O incêndio na Amazônia boliviana, que devastou dois milhões de hectares de florestas e prados até agora, completa mais de sete semanas causando estragos na flora e fauna únicas desses locais.

O departamento oriental de Santa Cruz, epicentro da economia agropecuária boliviana, é o mais castigado pelo fogo florestal. O governo local declarou "alerta vermelho" na primeira semana de agosto ante um aumento incomum de focos de incêndio pela queima de pastos para o plantio.

A queima de campos de cultivo, que na Bolívia recebe o nome de "chaqueo", é uma prática que segundo alguns especialistas é realizada desde a época da colônia, com a crença de que as cinzas melhoram a qualidade da terra. É feita com o objetivo de limpar terrenos para o plantio e recuperar pastos para o alimento do gado.

Os ambientalistas culpam normas promulgadas sob o governo do esquerdista Evo Morales de incentivarem a queima de florestas e pastos para ampliar a fronteira agrícola, mas o governo atribui estes incêndios ao clima seco, aos ventos e a pessoas que agem intencionalmente.

A ONG Fundação Amigos da Natureza (FAN) indicou na terça-feira que "a superfície queimada no departamento de Santa Cruz chega a dois milhões de hectares", e em nível nacional "são 2,9 milhões de hectares", somando o departamento amazônico de Beni (nordeste).

A FAN afirma que tem informações precisas a partir de imagens de satélite, enquanto o governo só informou sobre a região de Santa Cruz.

Os efeitos sobre a fauna também são alarmantes. Enquanto a ambientalista Eliana Torrico disse no mês passado à AFP que estão em risco espécies endêmicas, sendo 35 de animais e 55 de plantas, o diretor da FAN, Pablo Solón, apontou que é provável que "milhões" de animais invertebrados tenham morrido.

O subgovernador da região de San Matías, em Santa Cruz, Erlan Matías Gil, divulgou a veículos locais imagens de centenas de peixes mortos em lagoas. "É muito triste isso, estão morrendo pela falta de oxigênio, pela poluição da água, produto do desastre", lamentou.

- Luta por terra e ar -

O governo está se servindo de aviões-tanque para lançar água nas zonas afetadas.

Na penúltima semana de agosto chegou um avião SuperTanker Boeing 747 e esta semana se somou um avião russo Ilyushin, os maiores existentes em termos de combate ao fogo, segundo as autoridades.

Também conta-se com vários helicópteros, como um Chinook e dois Sikorsky, além de outras aeronaves bolivianas.

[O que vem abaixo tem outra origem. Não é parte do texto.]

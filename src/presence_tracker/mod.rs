//! PresenceTracker - Debounced QR Code Presence
//!
//! ## Responsibilities
//!
//! - Poll the QR detector for the shelf camera at a fixed cadence
//! - Maintain the debounced set of currently visible payloads
//! - Emit appearance/disappearance events only for confirmed transitions
//!
//! ## Debounce rules (per payload, independent of every other payload)
//!
//! - New payload: inserted, `Appeared` emitted
//! - Seen again while pending removal: pending flag and timer fully reset
//! - Missing, grace period zero: removed, `Disappeared` emitted
//! - Missing, first miss: marked pending removal, no event
//! - Missing, already pending for >= grace period: removed, `Disappeared` emitted
//!
//! A failed detector call aborts the cycle before the visible set is touched.

mod types;

pub use types::{DetectedCode, ItemQrData, PresenceEvent};

use crate::config::TrackerSettings;
use crate::detector::{Detection, QrDetector};
use crate::error::{Error, Result};
use chrono::{DateTime, Utc};
use std::collections::{HashMap, HashSet};
use std::sync::Arc;
use std::time::Duration;
use tokio::sync::{broadcast, watch, Mutex};
use tokio::task::JoinHandle;
use tokio::time::{interval_at, Instant, MissedTickBehavior};

/// Buffered events per subscriber before it starts lagging
const EVENT_CHANNEL_CAPACITY: usize = 256;

/// PresenceTracker instance
pub struct PresenceTracker {
    camera_name: String,
    detector: Arc<dyn QrDetector>,
    settings: TrackerSettings,
    /// Keyed by payload content
    visible_codes: Mutex<HashMap<String, DetectedCode>>,
    events: broadcast::Sender<PresenceEvent>,
    /// Flipped to `true` once; never reset
    shutdown: watch::Sender<bool>,
    task: Mutex<Option<JoinHandle<()>>>,
}

impl PresenceTracker {
    /// Create new PresenceTracker (monitoring not started)
    pub fn new(
        camera_name: impl Into<String>,
        detector: Arc<dyn QrDetector>,
        settings: TrackerSettings,
    ) -> Self {
        let (events, _) = broadcast::channel(EVENT_CHANNEL_CAPACITY);
        let (shutdown, _) = watch::channel(false);

        Self {
            camera_name: camera_name.into(),
            detector,
            settings,
            visible_codes: Mutex::new(HashMap::new()),
            events,
            shutdown,
            task: Mutex::new(None),
        }
    }

    pub fn camera_name(&self) -> &str {
        &self.camera_name
    }

    /// Subscribe to confirmed presence events
    pub fn subscribe(&self) -> broadcast::Receiver<PresenceEvent> {
        self.events.subscribe()
    }

    /// Start the background scan loop
    ///
    /// Returns `false` without spawning when polling is disabled, the loop is
    /// already running, or the tracker has been stopped.
    pub async fn start(self: &Arc<Self>) -> bool {
        let Some(period) = self.settings.scan_interval else {
            tracing::info!("QR code monitoring explicitly disabled (scan_interval_ms=0)");
            return false;
        };

        let stopped = *self.shutdown.borrow();
        if stopped {
            tracing::warn!("QR code monitoring already stopped; not restarting");
            return false;
        }

        let mut task = self.task.lock().await;
        if task.is_some() {
            tracing::warn!("QR code monitoring already running");
            return false;
        }

        tracing::info!(
            camera = %self.camera_name,
            interval_ms = period.as_millis() as u64,
            grace_period_ms = self.settings.grace_period.as_millis() as u64,
            "Starting QR code monitoring"
        );

        let tracker = Arc::clone(self);
        let shutdown = self.shutdown.subscribe();
        *task = Some(tokio::spawn(async move {
            tracker.run(period, shutdown).await;
        }));

        true
    }

    /// Stop the background scan loop and wait for it to exit
    ///
    /// Idempotent. No scan starts after this is called; a detector call in
    /// flight is abandoned without touching the visible set.
    pub async fn stop(&self) {
        let was_stopped = self.shutdown.send_replace(true);
        let handle = self.task.lock().await.take();

        match handle {
            Some(handle) => {
                if let Err(e) = handle.await {
                    tracing::warn!(error = %e, "QR code monitoring task ended abnormally");
                }
                tracing::info!(camera = %self.camera_name, "QR code monitoring stopped");
            }
            None if !was_stopped => {
                tracing::debug!("Tracker stopped with no monitoring task");
            }
            None => {}
        }
    }

    /// Whether the background loop is currently running
    pub async fn is_running(&self) -> bool {
        self.task
            .lock()
            .await
            .as_ref()
            .map(|h| !h.is_finished())
            .unwrap_or(false)
    }

    /// Run exactly one poll-compare-update cycle
    pub async fn scan_once(&self) -> Result<Vec<PresenceEvent>> {
        let detections = self.fetch_detections().await?;
        Ok(self.apply_detections(detections).await)
    }

    /// Snapshot of the debounced visible set, ordered by content
    pub async fn visible_codes(&self) -> Vec<DetectedCode> {
        let visible = self.visible_codes.lock().await;
        let mut codes: Vec<DetectedCode> = visible.values().cloned().collect();
        codes.sort_by(|a, b| a.content.cmp(&b.content));
        codes
    }

    /// Look up a single visible code
    pub async fn get_code(&self, content: &str) -> Option<DetectedCode> {
        self.visible_codes.lock().await.get(content).cloned()
    }

    async fn run(&self, period: Duration, mut shutdown: watch::Receiver<bool>) {
        let mut ticker = interval_at(Instant::now() + period, period);
        ticker.set_missed_tick_behavior(MissedTickBehavior::Delay);

        loop {
            let stopped = *shutdown.borrow();
            if stopped {
                break;
            }

            tokio::select! {
                changed = shutdown.changed() => {
                    if changed.is_err() {
                        break;
                    }
                }
                _ = ticker.tick() => {
                    // Errors are already logged; the next tick retries.
                    let _ = self.scan_until_stopped(&mut shutdown).await;
                }
            }
        }

        tracing::debug!(camera = %self.camera_name, "QR code monitoring loop exited");
    }

    async fn scan_until_stopped(
        &self,
        shutdown: &mut watch::Receiver<bool>,
    ) -> Result<Vec<PresenceEvent>> {
        let detections = tokio::select! {
            result = self.fetch_detections() => result?,
            _ = shutdown.changed() => {
                tracing::debug!("Scan abandoned: tracker stopping");
                return Err(Error::Cancelled("tracker stopping".to_string()));
            }
        };
        Ok(self.apply_detections(detections).await)
    }

    async fn fetch_detections(&self) -> Result<Vec<Detection>> {
        self.detector
            .detections_from_camera(&self.camera_name)
            .await
            .map_err(|e| {
                tracing::warn!(
                    camera = %self.camera_name,
                    error = %e,
                    "Failed to scan QR codes"
                );
                e
            })
    }

    /// Diff one cycle's detections against the visible set
    ///
    /// Holds the visible-set lock for the whole update, including event
    /// publication, so concurrent scans publish in the order they applied.
    /// The scan time is read after the lock is taken so it never runs
    /// backwards between scans.
    async fn apply_detections(&self, detections: Vec<Detection>) -> Vec<PresenceEvent> {
        let mut visible = self.visible_codes.lock().await;
        self.apply_locked(&mut visible, detections, ScanTime::now())
    }

    #[cfg(test)]
    async fn apply_detections_at(
        &self,
        detections: Vec<Detection>,
        at: ScanTime,
    ) -> Vec<PresenceEvent> {
        let mut visible = self.visible_codes.lock().await;
        self.apply_locked(&mut visible, detections, at)
    }

    fn apply_locked(
        &self,
        visible: &mut HashMap<String, DetectedCode>,
        detections: Vec<Detection>,
        at: ScanTime,
    ) -> Vec<PresenceEvent> {
        let now = at.wall;
        let mut events = Vec::new();
        let mut current: HashSet<String> = HashSet::with_capacity(detections.len());

        // Presence first, so a payload seen this cycle is never also evaluated as missing.
        for detection in detections {
            let content = detection.label;
            if !current.insert(content.clone()) {
                continue;
            }

            match visible.get_mut(&content) {
                Some(code) => {
                    code.last_seen = now;
                    if code.pending_removal {
                        code.pending_removal = false;
                        code.disappeared_at = None;
                        code.pending_since = None;
                        tracing::debug!(
                            content = %content,
                            "QR code reappeared within grace period"
                        );
                    }
                }
                None => {
                    let item = ItemQrData::parse(&content);
                    match &item {
                        Some(item) => tracing::info!(
                            item_id = %item.item_id,
                            item_name = %item.item_name,
                            confidence = detection.confidence,
                            width = detection.bbox.width(),
                            height = detection.bbox.height(),
                            "QR code appeared"
                        ),
                        None => tracing::info!(
                            content = %content,
                            confidence = detection.confidence,
                            width = detection.bbox.width(),
                            height = detection.bbox.height(),
                            "QR code appeared: unknown content"
                        ),
                    }
                    events.push(PresenceEvent::Appeared {
                        content: content.clone(),
                        item: item.clone(),
                        at: now,
                    });
                    visible.insert(content.clone(), DetectedCode::new(content, item, now));
                }
            }
        }

        let grace_period = self.settings.grace_period;
        let mut gone = Vec::new();
        for (content, code) in visible.iter_mut() {
            if current.contains(content) {
                continue;
            }

            if grace_period.is_zero() {
                gone.push(content.clone());
            } else if !code.pending_removal {
                code.pending_removal = true;
                code.disappeared_at = Some(now);
                code.pending_since = Some(at.mono);
                tracing::debug!(content = %content, "QR code missing, grace period started");
            } else if grace_elapsed(code.pending_since, at.mono, grace_period) {
                gone.push(content.clone());
            }
        }

        gone.sort();
        for content in gone {
            if let Some(code) = visible.remove(&content) {
                match &code.item {
                    Some(item) => tracing::info!(
                        item_id = %item.item_id,
                        item_name = %item.item_name,
                        "QR code disappeared"
                    ),
                    None => tracing::info!(
                        content = %content,
                        "QR code disappeared: unknown content"
                    ),
                }
                events.push(PresenceEvent::Disappeared {
                    content,
                    item: code.item,
                    at: now,
                });
            }
        }

        for event in &events {
            // No subscribers is fine.
            let _ = self.events.send(event.clone());
        }

        events
    }
}

/// Wall-clock stamp for display plus monotonic reading for the grace timer
#[derive(Debug, Clone, Copy)]
struct ScanTime {
    wall: DateTime<Utc>,
    mono: Instant,
}

impl ScanTime {
    fn now() -> Self {
        Self {
            wall: Utc::now(),
            mono: Instant::now(),
        }
    }
}

fn grace_elapsed(pending_since: Option<Instant>, now: Instant, grace_period: Duration) -> bool {
    match pending_since {
        Some(since) => now.saturating_duration_since(since) >= grace_period,
        None => true,
    }
}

O chanceler Diego Pary disse recentemente que já se gastou um orçamento de 11 milhões de dólares de fundos públicos e que se mantém a coordenação para canalizar a ajuda internacional.

Cerca de 5.000 bombeiros, policiais e militares combatem as chamas por terra, com a colaboração de 38 bombeiros franceses e 200 da Argentina.

Uma comissão de especialistas enviada pelos Estados Unidos apontou que os incêndios na Bolívia são de "sexta geração", revelou o jornal El Deber.

Uma característica desse tipo de incêndio é que o fogo ultrapassa uma velocidade de 4.000 hectares por hora.

Fotos deste grupo de especialistas mostraram colunas de fumaça e vapor que se elevam até 4.000 metros na zona de Roboré, em Santa Cruz.

O comandante das Forças Armadas, Williams Kaliman, alertou que as condições climáticas são adversas, com temperaturas de cerca de 30°C e ventos que avivam as chamas de mais de 30 km por hora.